Z世代に特徴的な「悟り」就活とは?–データで見る「見切りや決断の早さ」

 就職活動の早期化が加速するなかで、Z世代の学生は就活を早く始めて早く終えるという特徴があり、特に優秀層の学生たちにその傾向が顕著です。早期化の現状、その背景、また、企業はどのような対策をすべきなのか。Google人事部で新卒採用を担当していた草深生馬氏(くさぶか・いくま/現RECCOO COO兼CHRO)が解説します。

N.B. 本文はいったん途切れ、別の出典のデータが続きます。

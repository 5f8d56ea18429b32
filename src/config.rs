// SPDX-License-Identifier: MIT
//
// Configuration — an optional TOML file under the user's config dir.
//
// Precedence, lowest to highest: built-in defaults, the config file,
// `RUST_LOG` (applied by the logging layer), command-line flags. Every
// field in the file is optional; unknown keys are rejected so a typo
// doesn't silently fall back to a default.
//
//   log_file = "/tmp/tilde.log"
//   log_level = "debug"
//   read_timeout_ds = 1

use std::fs;
use std::io;
use std::path::{Path, PathBuf};

use serde::Deserialize;
use thiserror::Error;

use t_term::session::DEFAULT_READ_TIMEOUT_DS;

const APP_DIR: &str = "tilde";
const CONFIG_FILE: &str = "config.toml";
const LOG_FILE: &str = "tilde.log";
const DEFAULT_LOG_LEVEL: &str = "info";

/// Errors from locating, reading or validating the config file.
#[derive(Debug, Error)]
pub enum ConfigError {
    /// The file exists (or was named explicitly) but couldn't be read.
    #[error("failed to read config file {path}: {source}")]
    Read {
        path: PathBuf,
        #[source]
        source: io::Error,
    },

    /// The file isn't valid TOML or doesn't match the schema.
    #[error("invalid config file {path}: {source}")]
    Parse {
        path: PathBuf,
        #[source]
        source: toml::de::Error,
    },

    /// `read_timeout_ds = 0` would turn every read into a busy poll.
    #[error("read_timeout_ds must be between 1 and 255 deciseconds")]
    ZeroTimeout,
}

/// The config file as written. Absent keys are `None`.
#[derive(Debug, Clone, Default, Deserialize, PartialEq, Eq)]
#[serde(deny_unknown_fields)]
pub struct ConfigFile {
    /// Where tracing output goes.
    #[serde(default)]
    pub log_file: Option<PathBuf>,

    /// Default `EnvFilter` directive when `RUST_LOG` is unset.
    #[serde(default)]
    pub log_level: Option<String>,

    /// Raw-mode read timeout (termios `VTIME`), in deciseconds.
    #[serde(default)]
    pub read_timeout_ds: Option<u8>,
}

/// Settings after defaults and overrides are applied.
#[derive(Debug, Clone, PartialEq, Eq)]
pub struct Config {
    pub log_file: PathBuf,
    pub log_level: String,
    pub read_timeout_ds: u8,
}

impl Default for Config {
    fn default() -> Self {
        Self {
            log_file: default_log_path(),
            log_level: DEFAULT_LOG_LEVEL.to_owned(),
            read_timeout_ds: DEFAULT_READ_TIMEOUT_DS,
        }
    }
}

impl Config {
    /// Merge defaults, the optional file, and the `--log-file` override.
    ///
    /// # Errors
    ///
    /// Returns [`ConfigError::ZeroTimeout`] if the file sets a zero timeout.
    pub fn resolve(
        file: Option<ConfigFile>,
        log_file_override: Option<PathBuf>,
    ) -> Result<Self, ConfigError> {
        let mut config = Self::default();

        if let Some(file) = file {
            if let Some(path) = file.log_file {
                config.log_file = path;
            }
            if let Some(level) = file.log_level {
                config.log_level = level;
            }
            if let Some(timeout) = file.read_timeout_ds {
                if timeout == 0 {
                    return Err(ConfigError::ZeroTimeout);
                }
                config.read_timeout_ds = timeout;
            }
        }

        if let Some(path) = log_file_override {
            config.log_file = path;
        }

        Ok(config)
    }
}

/// `<config dir>/tilde/config.toml`, when the platform has a config dir.
#[must_use]
pub fn default_config_path() -> Option<PathBuf> {
    dirs::config_dir().map(|d| d.join(APP_DIR).join(CONFIG_FILE))
}

/// `<cache dir>/tilde/tilde.log`, or under the temp dir as a last resort.
#[must_use]
pub fn default_log_path() -> PathBuf {
    dirs::cache_dir()
        .unwrap_or_else(std::env::temp_dir)
        .join(APP_DIR)
        .join(LOG_FILE)
}

/// Load the config file.
///
/// An explicit path must exist. The default path is optional: if it
/// doesn't exist the result is `Ok(None)`.
///
/// # Errors
///
/// Returns [`ConfigError::Read`] or [`ConfigError::Parse`].
pub fn load(explicit: Option<&Path>) -> Result<Option<ConfigFile>, ConfigError> {
    let (path, required) = match explicit {
        Some(p) => (p.to_path_buf(), true),
        None => match default_config_path() {
            Some(p) => (p, false),
            None => return Ok(None),
        },
    };

    match fs::read_to_string(&path) {
        Ok(text) => parse(&text, &path).map(Some),
        Err(e) if e.kind() == io::ErrorKind::NotFound && !required => Ok(None),
        Err(source) => Err(ConfigError::Read { path, source }),
    }
}

/// Parse config text. `path` is only used for error messages.
///
/// # Errors
///
/// Returns [`ConfigError::Parse`] for invalid TOML or unknown keys.
pub fn parse(text: &str, path: &Path) -> Result<ConfigFile, ConfigError> {
    toml::from_str(text).map_err(|source| ConfigError::Parse {
        path: path.to_path_buf(),
        source,
    })
}

#[cfg(test)]
mod tests {
    use super::*;
    use pretty_assertions::assert_eq;
    use std::io::Write;

    fn p() -> PathBuf {
        PathBuf::from("test.toml")
    }

    // ── parse ───────────────────────────────────────────────────────

    #[test]
    fn empty_file_is_all_none() {
        assert_eq!(parse("", &p()).unwrap(), ConfigFile::default());
    }

    #[test]
    fn all_fields() {
        let file = parse(
            "log_file = \"/tmp/x.log\"\nlog_level = \"debug\"\nread_timeout_ds = 3\n",
            &p(),
        )
        .unwrap();
        assert_eq!(
            file,
            ConfigFile {
                log_file: Some(PathBuf::from("/tmp/x.log")),
                log_level: Some("debug".into()),
                read_timeout_ds: Some(3),
            }
        );
    }

    #[test]
    fn unknown_key_rejected() {
        let err = parse("colour = \"red\"", &p()).unwrap_err();
        assert!(matches!(err, ConfigError::Parse { .. }));
    }

    #[test]
    fn timeout_out_of_range_rejected() {
        assert!(parse("read_timeout_ds = 300", &p()).is_err());
    }

    #[test]
    fn invalid_toml_rejected() {
        assert!(parse("log_level = ", &p()).is_err());
    }

    // ── resolve ─────────────────────────────────────────────────────

    #[test]
    fn defaults_without_file() {
        let config = Config::resolve(None, None).unwrap();
        assert_eq!(config, Config::default());
        assert_eq!(config.read_timeout_ds, 1);
        assert_eq!(config.log_level, "info");
        assert!(config.log_file.ends_with("tilde/tilde.log"));
    }

    #[test]
    fn file_overrides_defaults() {
        let file = ConfigFile {
            log_file: Some("/var/tmp/t.log".into()),
            log_level: Some("trace".into()),
            read_timeout_ds: Some(2),
        };
        let config = Config::resolve(Some(file), None).unwrap();
        assert_eq!(config.log_file, PathBuf::from("/var/tmp/t.log"));
        assert_eq!(config.log_level, "trace");
        assert_eq!(config.read_timeout_ds, 2);
    }

    #[test]
    fn cli_overrides_file() {
        let file = ConfigFile {
            log_file: Some("/from/file.log".into()),
            ..ConfigFile::default()
        };
        let config = Config::resolve(Some(file), Some("/from/cli.log".into())).unwrap();
        assert_eq!(config.log_file, PathBuf::from("/from/cli.log"));
    }

    #[test]
    fn zero_timeout_rejected() {
        let file = ConfigFile {
            read_timeout_ds: Some(0),
            ..ConfigFile::default()
        };
        assert!(matches!(
            Config::resolve(Some(file), None),
            Err(ConfigError::ZeroTimeout)
        ));
    }

    // ── load ────────────────────────────────────────────────────────

    #[test]
    fn explicit_missing_file_is_error() {
        let dir = tempfile::tempdir().unwrap();
        let missing = dir.path().join("nope.toml");
        let err = load(Some(&missing)).unwrap_err();
        assert!(matches!(err, ConfigError::Read { .. }));
    }

    #[test]
    fn explicit_file_is_loaded() {
        let mut file = tempfile::NamedTempFile::new().unwrap();
        writeln!(file, "log_level = \"warn\"").unwrap();
        let loaded = load(Some(file.path())).unwrap().unwrap();
        assert_eq!(loaded.log_level.as_deref(), Some("warn"));
    }

    #[test]
    fn explicit_invalid_file_is_parse_error() {
        let mut file = tempfile::NamedTempFile::new().unwrap();
        writeln!(file, "nonsense").unwrap();
        let err = load(Some(file.path())).unwrap_err();
        assert!(err.to_string().contains("invalid config file"));
    }

    #[test]
    fn default_paths_are_namespaced() {
        if let Some(path) = default_config_path() {
            assert!(path.ends_with("tilde/config.toml"));
        }
        assert!(default_log_path().ends_with("tilde/tilde.log"));
    }
}
// SPDX-License-Identifier: MIT
//
// Scripted stand-ins for the terminal, for tests in this crate and in
// crates that drive a `Device`.
//
// `ScriptedInput` replays a fixed byte script, then reports "no data yet"
// for a bounded number of polls before failing with `UnexpectedEof`. The
// failure keeps a test that forgot its quit key from spinning forever.
//
// `MockDevice` adds an in-memory termios, an optional window size, and a
// recorded output stream. Attribute calls can be made to fail.

use std::collections::VecDeque;
use std::io::{self, Write};

use crate::terminal::{ByteSource, Device, Size};

/// Idle polls tolerated after the script runs dry.
const DEFAULT_IDLE_POLLS: usize = 64;

/// Replays a byte script one byte per read.
#[derive(Debug, Clone)]
pub struct ScriptedInput {
    bytes: VecDeque<u8>,
    idle_polls: usize,
    idle_seen: usize,
}

impl ScriptedInput {
    /// Script the given bytes.
    #[must_use]
    pub fn new(bytes: &[u8]) -> Self {
        Self {
            bytes: bytes.iter().copied().collect(),
            idle_polls: DEFAULT_IDLE_POLLS,
            idle_seen: 0,
        }
    }

    /// Change how many empty polls are answered before failing.
    #[must_use]
    pub const fn with_idle_polls(mut self, polls: usize) -> Self {
        self.idle_polls = polls;
        self
    }

    /// Append more bytes to the script.
    pub fn push(&mut self, bytes: &[u8]) {
        self.bytes.extend(bytes.iter().copied());
    }

    /// Bytes not yet read.
    #[must_use]
    pub fn remaining(&self) -> usize {
        self.bytes.len()
    }
}

impl ByteSource for ScriptedInput {
    fn read_byte(&mut self) -> io::Result<Option<u8>> {
        if let Some(b) = self.bytes.pop_front() {
            self.idle_seen = 0;
            return Ok(Some(b));
        }
        if self.idle_seen >= self.idle_polls {
            return Err(io::Error::new(
                io::ErrorKind::UnexpectedEof,
                "input script exhausted",
            ));
        }
        self.idle_seen += 1;
        Ok(None)
    }
}

/// An in-memory terminal.
#[derive(Debug)]
pub struct MockDevice {
    /// Scripted keyboard input.
    pub input: ScriptedInput,
    /// Everything written to the display, in order.
    pub output: Vec<u8>,
    /// Number of `write` calls that reached the device.
    pub writes: usize,
    /// Currently installed attributes.
    pub attrs: libc::termios,
    /// Window size reported by the size query.
    pub window: Option<Size>,
    /// Make `attributes` fail.
    pub fail_get: bool,
    /// Make `set_attributes` fail.
    pub fail_set: bool,
    /// Every attribute set installed, in order.
    pub installed: Vec<libc::termios>,
}

impl MockDevice {
    /// A device with cooked-mode-looking attributes and the given size.
    #[must_use]
    pub fn new(window: Option<Size>) -> Self {
        Self {
            input: ScriptedInput::new(&[]),
            output: Vec::new(),
            writes: 0,
            attrs: cooked_termios(),
            window,
            fail_get: false,
            fail_set: false,
            installed: Vec::new(),
        }
    }

    /// Replace the input script.
    #[must_use]
    pub fn with_input(mut self, bytes: &[u8]) -> Self {
        self.input = ScriptedInput::new(bytes);
        self
    }

    /// Output as lossy UTF-8, for readable assertions.
    #[must_use]
    pub fn output_str(&self) -> String {
        String::from_utf8_lossy(&self.output).into_owned()
    }
}

impl ByteSource for MockDevice {
    fn read_byte(&mut self) -> io::Result<Option<u8>> {
        self.input.read_byte()
    }
}

impl Write for MockDevice {
    fn write(&mut self, buf: &[u8]) -> io::Result<usize> {
        self.writes += 1;
        self.output.extend_from_slice(buf);
        Ok(buf.len())
    }

    fn flush(&mut self) -> io::Result<()> {
        Ok(())
    }
}

impl Device for MockDevice {
    fn attributes(&self) -> io::Result<libc::termios> {
        if self.fail_get {
            return Err(io::Error::from_raw_os_error(libc::ENOTTY));
        }
        Ok(self.attrs)
    }

    fn set_attributes(&mut self, attrs: &libc::termios) -> io::Result<()> {
        if self.fail_set {
            return Err(io::Error::from_raw_os_error(libc::EIO));
        }
        self.attrs = *attrs;
        self.installed.push(*attrs);
        Ok(())
    }

    fn window_size(&self) -> Option<Size> {
        self.window
    }
}

/// A termios resembling a fresh interactive shell's line discipline.
#[must_use]
#[allow(unsafe_code)]
pub fn cooked_termios() -> libc::termios {
    // termios is plain old data; all-zero is a valid value.
    let mut t: libc::termios = unsafe { std::mem::zeroed() };
    t.c_iflag = libc::ICRNL | libc::IXON | libc::BRKINT | libc::INPCK | libc::ISTRIP;
    t.c_oflag = libc::OPOST | libc::ONLCR;
    t.c_cflag = libc::CS7 | libc::CREAD;
    t.c_lflag = libc::ECHO | libc::ICANON | libc::ISIG | libc::IEXTEN | libc::ECHOE;
    t.c_cc[libc::VMIN] = 1;
    t.c_cc[libc::VTIME] = 0;
    t
}
// SPDX-License-Identifier: MIT
//
// Error type for the terminal engine.
//
// Every variant is fatal to the viewer: the binary's top-level handler
// restores the terminal, clears the screen and exits non-zero. Nothing
// in this crate retries.

use std::io;

use thiserror::Error;

/// Errors raised by terminal session, size resolution, input, and output.
#[derive(Debug, Error)]
pub enum Error {
    /// A termios attribute get/set call failed.
    ///
    /// `op` names the libc call (`tcgetattr` / `tcsetattr`) so the
    /// diagnostic reads like `perror` output.
    #[error("{op}: {source}")]
    TerminalConfiguration {
        op: &'static str,
        #[source]
        source: io::Error,
    },

    /// A second raw session was requested while one is already installed.
    #[error("a raw terminal session is already active")]
    SessionActive,

    /// Neither the window-size query nor the cursor-position probe
    /// produced a usable viewport.
    #[error("could not determine window size: {0}")]
    ViewportResolution(String),

    /// Reading stdin failed for a reason other than "no data yet".
    #[error("read: {0}")]
    InputRead(#[source] io::Error),

    /// Writing a frame or control sequence to the display failed.
    #[error("write: {0}")]
    Output(#[source] io::Error),
}

/// Result alias used throughout the crate.
pub type Result<T> = std::result::Result<T, Error>;
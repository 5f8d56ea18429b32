//! View — composes one full screen from the document and cursor.
//!
//! [`render`] writes a complete frame into a [`FrameBuffer`]; the caller
//! flushes it to the device in one write. The frame layout:
//!
//! ```text
//! ESC[?25l ESC[H                      hide cursor, go home
//! row 0   ESC[K \r\n                  text (or `~`), erase rest of line
//! row 1   ESC[K \r\n
//! ...
//! row n-1 ESC[K                       no line break after the last row
//! ESC[<cy+1>;<cx+1>H ESC[?25h         place and show the cursor
//! ```
//!
//! Rows past the end of the document show a `~` marker. Rows longer than
//! the viewport are cut at `cols` bytes; there is no horizontal scrolling.
//! Hiding the cursor while drawing keeps it from flickering across the
//! screen, and erasing each line as it is written avoids a full clear.

use std::io;

use t_term::ansi;
use t_term::output::FrameBuffer;
use t_term::terminal::Size;

use crate::cursor::Cursor;
use crate::document::Document;

/// Marker drawn on viewport rows with no document row behind them.
pub const EMPTY_ROW_MARKER: &[u8] = b"~";

/// Compose a full frame into `frame`.
///
/// `frame` is appended to; callers normally pass a cleared buffer.
///
/// # Errors
///
/// Propagates write errors from `frame`. A [`FrameBuffer`] never fails,
/// so in practice this is infallible.
pub fn render(
    doc: &Document,
    cursor: Cursor,
    size: Size,
    frame: &mut FrameBuffer,
) -> io::Result<()> {
    ansi::cursor_hide(frame)?;
    ansi::cursor_home(frame)?;

    draw_rows(doc, size, frame)?;

    ansi::cursor_to(frame, cursor.cx(), cursor.cy())?;
    ansi::cursor_show(frame)?;
    Ok(())
}

fn draw_rows(doc: &Document, size: Size, frame: &mut FrameBuffer) -> io::Result<()> {
    let cols = usize::from(size.cols);

    for y in 0..usize::from(size.rows) {
        match doc.row(y) {
            Some(row) => {
                let text = row.as_bytes();
                frame.push_bytes(&text[..text.len().min(cols)]);
            }
            None => frame.push_bytes(EMPTY_ROW_MARKER),
        }

        ansi::erase_line(frame)?;

        if y + 1 < usize::from(size.rows) {
            frame.push_bytes(b"\r\n");
        }
    }
    Ok(())
}

// ---------------------------------------------------------------------------
// Tests
// ---------------------------------------------------------------------------

#[cfg(test)]
mod tests {
    use super::*;
    use pretty_assertions::assert_eq;

    fn frame_for(doc: &Document, cursor: Cursor, size: Size) -> Vec<u8> {
        let mut frame = FrameBuffer::new();
        render(doc, cursor, size, &mut frame).unwrap();
        frame.as_bytes().to_vec()
    }

    fn count(haystack: &[u8], needle: &[u8]) -> usize {
        haystack
            .windows(needle.len())
            .filter(|w| *w == needle)
            .count()
    }

    #[test]
    fn empty_document_24_rows() {
        let size = Size { cols: 80, rows: 24 };
        let out = frame_for(&Document::new(), Cursor::new(), size);

        let mut expected = b"\x1b[?25l\x1b[H".to_vec();
        for y in 0..24 {
            expected.extend_from_slice(b"~\x1b[K");
            if y < 23 {
                expected.extend_from_slice(b"\r\n");
            }
        }
        expected.extend_from_slice(b"\x1b[1;1H\x1b[?25h");

        assert_eq!(out, expected);
        assert_eq!(count(&out, b"~\x1b[K"), 24);
        assert_eq!(count(&out, b"\r\n"), 23);
    }

    #[test]
    fn document_rows_then_markers() {
        let mut doc = Document::new();
        doc.load([b"first".as_slice(), b"second".as_slice()]);
        let size = Size { cols: 20, rows: 4 };
        let out = frame_for(&doc, Cursor::new(), size);

        assert_eq!(
            String::from_utf8(out).unwrap(),
            "\x1b[?25l\x1b[H\
             first\x1b[K\r\n\
             second\x1b[K\r\n\
             ~\x1b[K\r\n\
             ~\x1b[K\
             \x1b[1;1H\x1b[?25h"
        );
    }

    #[test]
    fn long_rows_are_truncated_to_width() {
        let mut doc = Document::new();
        doc.append_row(b"0123456789abcdef");
        let size = Size { cols: 10, rows: 1 };
        let out = frame_for(&doc, Cursor::new(), size);

        assert_eq!(out, b"\x1b[?25l\x1b[H0123456789\x1b[K\x1b[1;1H\x1b[?25h".to_vec());
    }

    #[test]
    fn rows_beyond_viewport_are_not_drawn() {
        let mut doc = Document::new();
        doc.load((0..50).map(|i| format!("line {i}")));
        let size = Size { cols: 80, rows: 3 };
        let out = String::from_utf8(frame_for(&doc, Cursor::new(), size)).unwrap();

        assert!(out.contains("line 2"));
        assert!(!out.contains("line 3"));
        assert!(!out.contains('~'));
    }

    #[test]
    fn empty_row_draws_nothing_but_erase() {
        let mut doc = Document::new();
        doc.append_row(b"\n");
        let size = Size { cols: 5, rows: 2 };
        let out = frame_for(&doc, Cursor::new(), size);
        assert_eq!(
            out,
            b"\x1b[?25l\x1b[H\x1b[K\r\n~\x1b[K\x1b[1;1H\x1b[?25h".to_vec()
        );
    }

    #[test]
    fn cursor_is_one_indexed_row_first() {
        let size = Size { cols: 80, rows: 24 };
        let out = frame_for(&Document::new(), Cursor::at(9, 4, size), size);
        assert!(out.ends_with(b"\x1b[5;10H\x1b[?25h"));
    }

    #[test]
    fn render_appends_to_frame() {
        let size = Size { cols: 4, rows: 1 };
        let mut frame = FrameBuffer::new();
        frame.push_bytes(b"pre");
        render(&Document::new(), Cursor::new(), size, &mut frame).unwrap();
        assert!(frame.as_bytes().starts_with(b"pre\x1b[?25l"));
    }
}
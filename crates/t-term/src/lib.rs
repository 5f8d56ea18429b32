// SPDX-License-Identifier: MIT
//
// t-term — Terminal engine for tilde.
//
// Owns everything that touches the character device: the raw-mode
// session and its guaranteed restore, viewport size resolution with a
// cursor-probe fallback, the byte-level key decoder, the small ANSI
// subset the viewer speaks, and the frame buffer that turns a whole
// screen update into a single write.
//
// Like the rest of tilde this crate talks to the terminal through raw
// termios and hand-written escape sequences rather than a TUI framework.
// Every byte sent to the terminal is accounted for.

pub mod ansi;
pub mod error;
pub mod input;
pub mod output;
pub mod session;
pub mod size;
pub mod terminal;
#[cfg(any(test, feature = "testing"))]
pub mod testing;

pub use error::{Error, Result};
//! # t-editor — Viewer core for tilde
//!
//! The state the main loop drives and the renderer reads:
//!
//! - **[`document`]** — `Document` of byte `Row`s, append-only, loaded from any `BufRead`
//! - **[`cursor`]** — `Cursor` on the viewport, clamped on every movement
//! - **[`view`]** — `render` composes a full frame into a t-term `FrameBuffer`

pub mod cursor;
pub mod document;
pub mod view;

加速する就活の早期化。「早く始めて早く終える」がZ世代の特徴

就活の早期化が言われて久しくなりますが、最近はさらに加速しています。ただ、以前は、始まりは早まっているが、終わる時期は変わらない、つまり、就活が長引くことがリスクとして捉えられていました。ところが、最近は、就活を早く始めて早く終える傾向が見られます。

現在、2024年卒の学生たちに対して、インタビューを行っている最中ですが、すでに志望企業を絞っている学生が、去年の同時期に比べると増えています。「大学3年の夏前から動き出す」という意味での早期化はすでに当たり前になっていますが、彼らは年をまたぐことなく、志望企業を決めてしまう。従来は、大手企業の面接が行われる大学4年の6月頃を目掛けて動いていたのが、それも待たずに就活マーケットからさっさと姿を消す学生が多いのです。

背景として、Z世代の“悟り”感が伺えます。

彼らは、残念なことに将来に対する明るい期待、展望をそれほど強くは持っていないという特徴があります。そのため、就活に関しても、最低限の時間とエネルギーだけを使い、適度に名の知れた企業に絞った就活をし、後は残りの学生生活を楽しもう、と考えている人が多いようです。一生懸命に就活をして、より良い企業に入り、高給を取り、いい地位に就きたいといった、いわゆる”成功”への願望が薄れているようです。正確には”成功”の定義そのものが変化していると言うべきかもしれません。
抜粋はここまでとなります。